Everything is attributed. Every record links back to its source. We don't mirror, paywall, or rebrand third-party content; we just make it findable.

Who it's for

Anyone who has been handed responsibility for AI governance, AI security, or AI compliance — and is trying to figure out which frameworks apply, which regulations matter in their jurisdiction, and what's actually happening upstream.

  • Risk and compliance teams at banks, insurers, and other regulated firms standing up AI governance programs
  • Security engineers mapping AI-specific threats to existing detection programs
  • Policy researchers tracking how regulatory expectations evolve across jurisdictions
  • Vendors and integrators trying to position their AI offerings against the prevailing standards
  • Anyone curious about AI safety, security, and governance as fields

What it federates

Each source comes from a publicly-accessible feed or API, under an open license that permits redistribution of headlines and metadata. The current set includes:

NVD & CVE Project
CC0 · AI-relevant CVEs
CISA KEV
Public domain · exploited vulns
EPSS (FIRST.org)
Public domain · exploit probability
AI Incident Database
CC-BY 4.0 · real-world AI failures
EU / UK / US regulators
Public sector RSS + APIs
US Federal Register
17 U.S.C. § 105 · public domain
Framework bodies
NIST, OWASP, MITRE, CSA, ENISA…
arXiv
Open access · AI safety research
Reputable business press
Reuters, FT, Bloomberg, WSJ…

For the full, live source list with record counts and last-fetch timestamps, see the Sources tab on the portal.

How it works

The pipeline is a small Python application that runs every twelve hours. Each source has a dedicated fetcher with its own normalisation, filtering, and AI-relevance heuristics. Self-healing fallbacks mean that if a source goes dark, the portal keeps serving the previous day's data with a warning, rather than going blank. The full rebuild produces a single feed.json that the portal serves as a static page — no live backend, no user tracking beyond aggregate visit counts.
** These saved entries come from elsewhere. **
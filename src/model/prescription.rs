//! Value objects parsed from the oracle's replies, and the response schemas
//! that declare their shape.
//!
//! Field names on the wire are camelCase. Schema descriptions are part of the
//! contract and are sent verbatim.

use serde::{Deserialize, Serialize};
use serde_json::Value;

use super::severity::Severity;
use super::structured::Checked;
use crate::error::{Result, RxVerifyError};
use crate::schema::{Schema, SchemaBuilder, SchemaType};

/// A drug identified in a prescription.
#[derive(Debug, Clone, PartialEq, Serialize, Deserialize)]
#[serde(rename_all = "camelCase")]
pub struct Drug {
    pub name: String,
    pub description: String,
    pub classes: Vec<String>,
    #[serde(default, skip_serializing_if = "Option::is_none")]
    pub dosage: Option<String>,
    #[serde(default, skip_serializing_if = "Option::is_none")]
    pub frequency: Option<String>,
}

/// A potential interaction between two drugs, as reported by the oracle.
///
/// Pairs are not deduplicated or reordered.
#[derive(Debug, Clone, PartialEq, Serialize, Deserialize)]
#[serde(rename_all = "camelCase")]
pub struct DrugInteraction {
    pub pair: [String; 2],
    pub severity: Severity,
    pub explanation: String,
}

#[derive(Debug, Clone, PartialEq, Serialize, Deserialize)]
#[serde(rename_all = "camelCase")]
pub struct DosageRecommendation {
    pub drug: String,
    pub recommendation: String,
    #[serde(default, skip_serializing_if = "Option::is_none")]
    pub warning: Option<String>,
}

#[derive(Debug, Clone, PartialEq, Serialize, Deserialize)]
#[serde(rename_all = "camelCase")]
pub struct AlternativeSuggestion {
    pub for_drug: String,
    pub reason: String,
    pub suggestion: String,
    pub suggested_drug: String,
}

/// The aggregate produced by one full prescription analysis.
#[derive(Debug, Clone, PartialEq, Default, Serialize, Deserialize)]
#[serde(rename_all = "camelCase")]
pub struct AnalysisResult {
    pub drugs: Vec<Drug>,
    pub interactions: Vec<DrugInteraction>,
    pub dosage_recommendations: Vec<DosageRecommendation>,
    pub alternative_suggestions: Vec<AlternativeSuggestion>,
}

impl AnalysisResult {
    /// Number of interactions classified as `high`.
    pub fn high_risk_count(&self) -> usize {
        self.interactions
            .iter()
            .filter(|i| i.severity == Severity::High)
            .count()
    }
}

/// One suggestion from the standalone alternative finder.
#[derive(Debug, Clone, PartialEq, Serialize, Deserialize)]
#[serde(rename_all = "camelCase")]
pub struct AlternativeFinderResult {
    pub suggested_drug: String,
    pub reasoning: String,
    pub benefits: String,
    pub considerations: String,
}

/// Envelope of the interaction-only reply.
#[derive(Debug, Clone, PartialEq, Default, Serialize, Deserialize)]
pub struct InteractionReport {
    pub interactions: Vec<DrugInteraction>,
}

/// Envelope of the alternative-finder reply.
#[derive(Debug, Clone, PartialEq, Default, Serialize, Deserialize)]
pub struct AlternativeReport {
    pub suggestions: Vec<AlternativeFinderResult>,
}

fn string(description: &str) -> Value {
    SchemaBuilder::string().description(description).into_value()
}

fn string_list(description: &str) -> Value {
    SchemaBuilder::array(SchemaBuilder::string().into_value())
        .description(description)
        .into_value()
}

fn drug_items() -> Value {
    SchemaBuilder::object()
        .property("name", string("The normalized name of the drug."), true)
        .property(
            "description",
            string("A brief description of the drug's purpose."),
            true,
        )
        .property(
            "classes",
            string_list("Pharmacological classes of the drug."),
            true,
        )
        .property(
            "dosage",
            string("The dosage extracted from the text, e.g., '500 mg'."),
            false,
        )
        .property(
            "frequency",
            string("The frequency of administration, e.g., 'every 6 hours'."),
            false,
        )
        .into_value()
}

fn interactions_property() -> Value {
    let items = SchemaBuilder::object()
        .property("pair", string_list("The pair of interacting drugs."), true)
        .property(
            "severity",
            SchemaBuilder::string_enum(Severity::ALLOWED)
                .description("The severity of the interaction.")
                .into_value(),
            true,
        )
        .property(
            "explanation",
            string("An explanation of the interaction's mechanism and risks."),
            true,
        )
        .into_value();

    SchemaBuilder::array(items)
        .description("List of potential drug-drug interactions.")
        .into_value()
}

fn dosage_items() -> Value {
    SchemaBuilder::object()
        .property(
            "drug",
            string("The drug for which the dosage is recommended."),
            true,
        )
        .property(
            "recommendation",
            string("The specific dosage recommendation."),
            true,
        )
        .property(
            "warning",
            string("Any warnings or contraindications based on age or weight. Can be null."),
            false,
        )
        .into_value()
}

fn alternative_items() -> Value {
    SchemaBuilder::object()
        .property(
            "forDrug",
            string("The original drug that should be replaced."),
            true,
        )
        .property(
            "reason",
            string("The reason for suggesting an alternative (e.g., interaction)."),
            true,
        )
        .property(
            "suggestion",
            string("A full sentence suggesting an alternative, like 'Consider replacing with...'"),
            true,
        )
        .property(
            "suggestedDrug",
            string("The name of the suggested alternative drug."),
            true,
        )
        .into_value()
}

fn finder_items() -> Value {
    SchemaBuilder::object()
        .property(
            "suggestedDrug",
            string("The name of the suggested alternative drug."),
            true,
        )
        .property(
            "reasoning",
            string("Detailed reasoning for why this drug is a suitable alternative."),
            true,
        )
        .property(
            "benefits",
            string("Specific benefits of the suggested drug over the original one for this patient."),
            true,
        )
        .property(
            "considerations",
            string("Important considerations or potential side effects for this alternative."),
            true,
        )
        .into_value()
}

impl SchemaType for AnalysisResult {
    fn schema() -> Schema {
        SchemaBuilder::object()
            .property(
                "drugs",
                SchemaBuilder::array(drug_items())
                    .description("List of identified drugs with their descriptions and classes.")
                    .into_value(),
                true,
            )
            .property("interactions", interactions_property(), true)
            .property(
                "dosageRecommendations",
                SchemaBuilder::array(dosage_items())
                    .description("Dosage recommendations based on patient profile.")
                    .into_value(),
                true,
            )
            .property(
                "alternativeSuggestions",
                SchemaBuilder::array(alternative_items())
                    .description(
                        "Safer alternative medications for drugs with high-risk interactions.",
                    )
                    .into_value(),
                true,
            )
            .build()
    }
}

impl SchemaType for InteractionReport {
    fn schema() -> Schema {
        SchemaBuilder::object()
            .property("interactions", interactions_property(), true)
            .build()
    }
}

impl SchemaType for AlternativeReport {
    fn schema() -> Schema {
        SchemaBuilder::object()
            .property(
                "suggestions",
                SchemaBuilder::array(finder_items())
                    .description("A list of suggested alternative medications.")
                    .into_value(),
                true,
            )
            .build()
    }
}

fn check_pairs(interactions: &[DrugInteraction]) -> Result<()> {
    for interaction in interactions {
        if interaction.pair.iter().any(|name| name.trim().is_empty()) {
            return Err(RxVerifyError::SchemaViolation(format!(
                "interaction pair {:?} contains an empty drug name",
                interaction.pair
            )));
        }
    }
    Ok(())
}

impl Checked for AnalysisResult {
    fn check(&self) -> Result<()> {
        check_pairs(&self.interactions)
    }
}

impl Checked for InteractionReport {
    fn check(&self) -> Result<()> {
        check_pairs(&self.interactions)
    }
}

impl Checked for AlternativeReport {}
#[cfg(test)]
mod error_tests {
    use rxverify::{AnalysisFailure, ApiErrorKind, FailureKind, Operation, Result, RxVerifyError};
    use serde_json::json;
    use std::error::Error;

    #[test]
    fn test_api_error_display() {
        let err = RxVerifyError::api_error("Gemini", ApiErrorKind::AuthenticationFailed);
        assert_eq!(err.to_string(), "Gemini API error: authentication failed");

        let err = RxVerifyError::api_error(
            "Gemini",
            ApiErrorKind::ServerError {
                status: 500,
                details: "internal".to_string(),
            },
        );
        assert_eq!(err.to_string(), "Gemini API error: server error (500): internal");
    }

    #[test]
    fn test_status_classification() {
        assert_eq!(ApiErrorKind::from_status(401, ""), ApiErrorKind::AuthenticationFailed);
        assert_eq!(ApiErrorKind::from_status(403, ""), ApiErrorKind::AuthenticationFailed);
        assert_eq!(ApiErrorKind::from_status(429, ""), ApiErrorKind::RateLimited);
        assert_eq!(
            ApiErrorKind::from_status(400, "bad schema"),
            ApiErrorKind::BadRequest {
                details: "bad schema".to_string()
            }
        );
        assert!(matches!(
            ApiErrorKind::from_status(502, "gateway"),
            ApiErrorKind::ServerError { status: 502, .. }
        ));
    }

    #[test]
    fn test_validation_and_config_errors() {
        let err = RxVerifyError::ValidationError("Invalid data".to_string());
        assert_eq!(err.to_string(), "Validation error: Invalid data");

        let err = RxVerifyError::ConfigError("API_KEY environment variable not set".to_string());
        assert_eq!(
            err.to_string(),
            "Configuration error: API_KEY environment variable not set"
        );
    }

    #[test]
    fn test_json_error_counts_as_schema_violation() {
        let json_err = serde_json::from_value::<String>(json!(42)).unwrap_err();
        let err: RxVerifyError = json_err.into();
        assert!(matches!(err, RxVerifyError::JsonError(_)));
        assert!(err.is_schema_violation());
        assert!(RxVerifyError::SchemaViolation("x".into()).is_schema_violation());
        assert!(!RxVerifyError::Timeout.is_schema_violation());
    }

    #[test]
    fn test_result_type() {
        let ok_result: Result<i32> = Ok(42);
        assert_eq!(ok_result, Ok(42));

        let err_result: Result<i32> = Err(RxVerifyError::Timeout);
        assert_eq!(err_result, Err(RxVerifyError::Timeout));
    }

    #[test]
    fn test_failure_messages_per_operation() {
        let cases = [
            (
                Operation::AnalyzePrescription,
                "Failed to get analysis from AI. The model may have returned an invalid response.",
            ),
            (
                Operation::CheckInteractions,
                "Failed to get interaction analysis from AI. The model may have returned an invalid response.",
            ),
            (
                Operation::FindAlternatives,
                "Failed to get alternative suggestions from AI. The model may have returned an invalid response.",
            ),
        ];
        for (operation, message) in cases {
            let failure = AnalysisFailure::new(operation, RxVerifyError::Timeout);
            assert_eq!(failure.kind(), FailureKind::Transport);
            assert_eq!(failure.user_message(), message);
            assert_eq!(failure.source().unwrap().to_string(), "Timeout error");
        }
    }
}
Resilience and data integrity are non-negotiable. We use atomic file writes, per-source error isolation, and a global time budget so a single hung upstream can't block the whole refresh.

Editorial principles

  • Attribution always. Every record names its source. We do not mirror full content; we surface headlines and snippets and link out.
  • Open licensing. Sources must permit programmatic access and reasonable redistribution. Paywalled or restrictively-licensed content does not get federated.
  • Practitioner relevance. AI-relevance filters are applied at the fetch layer so the portal isn't drowned in adjacent content. False positives are tolerated; false negatives are not.
  • Transparent provenance. The Sources tab shows what's pulled, when, and how much. If a source goes empty, you can see it.
  • No SEO games. No tracking. No retargeting. No newsletter pop-ups. No ads.

Contribute

GovernAI is built and maintained by navigating.ai.risk as a community resource. The portal was developed with the help of Claude (Anthropic), with broader AI-assisted research used throughout. The pipeline behind it uses rule-based keyword filters over editor-reviewed taxonomies. We mention this up front because the tool we're building should be transparent about how it works.

The portal is improving steadily, but it is not finished — and the landscape it tracks changes daily. We welcome contributions of every kind:

  • Suggest sources we should be federating (regulators, framework bodies, reputable publishers)
  • Report broken links, mis-categorized records, or low-quality matches
  • Propose new tabs or filter dimensions for practitioner workflows you actually run
  • Submit pull requests for fetchers, normalisers, or portal improvements when the repository is published
  • Translate the portal into other languages
  • Share GovernAI with peers who'd find it useful

Contact: navigating.ai.risk@gmail.com. Repository details and contribution guidelines will be announced on the portal once published.

What this isn't

GovernAI is not a regulator, not a consulting firm, not a vendor, and not a substitute for legal advice. Everything federated here is one click away from its primary source. We try to surface the right thing; you confirm with the source.

Privacy

We count page views and tab interactions in aggregate so we know which views are useful. No visitor identifiers, IPs, or cookies are stored. There is no analytics third-party. The visit count log is a single JSON file maintained server-side and never leaves the server.